We wonder, and some Hunter may express
Wonder like ours, when thro' the wilderness
Where London stood, holding the Wolf in chace,
He meets some fragments huge, and stops to guess
What powerful but unrecorded race
Once dwelt in that annihilated place.
OzymandiasSmith's poem is far from terrible--I particularly like the sibilance of "Egypt's sandy silence," and the insight that the stone leg would, in that flat land, throw "the only shadow that the Desert knows." But Shelley's imagery is so much stronger, from the "frown / And wrinkled lip and sneer of cold command," which sounds like the harsh features it depicts, to the rythmic and sonic perfection of "The hand that mock'd them and the heart that fed."

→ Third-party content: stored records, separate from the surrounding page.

use std::time::Duration;

use bytes::Bytes;

/// A composited frame taken from a drawing surface.
#[derive(Debug, Clone)]
pub struct VideoFrame {
    pub data: Bytes,
    pub width: u32,
    pub height: u32,
    /// Source playback position when the frame was drawn.
    pub position: Duration,
}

I met a traveller from an antique land
Who said: Two vast and trunkless legs of stone
Stand in the desert. Near them on the sand,
Half sunk, a shatter'd visage lies, whose frown
And wrinkled lip and sneer of cold command
Tell that its sculptor well those passions read
Which yet survive, stamp'd on these lifeless things,
The hand that mock'd them and the heart that fed.
And on the pedestal these words appear:
"My name is Ozymandias, king of kings:
Look on my works, ye Mighty, and despair!"
Nothing beside remains: round the decay
Of that colossal wreck, boundless and bare,
The lone and level sands stretch far away.
In the preface to his Revolt of Islam, Shelley wrote,
How far I shall be found to possess that more essential attribute of Poetry, the power of awakening in others sensations like those which animate my own bosom, is that which, to speak sincerely, I know not."Ozymandias," written quickly, on command, and about a subject to which many poets and writers had recently turned their hands with less success, does just that: Shelley's skepticism and distrust of power come through clearly and convincingly, even two centuries later.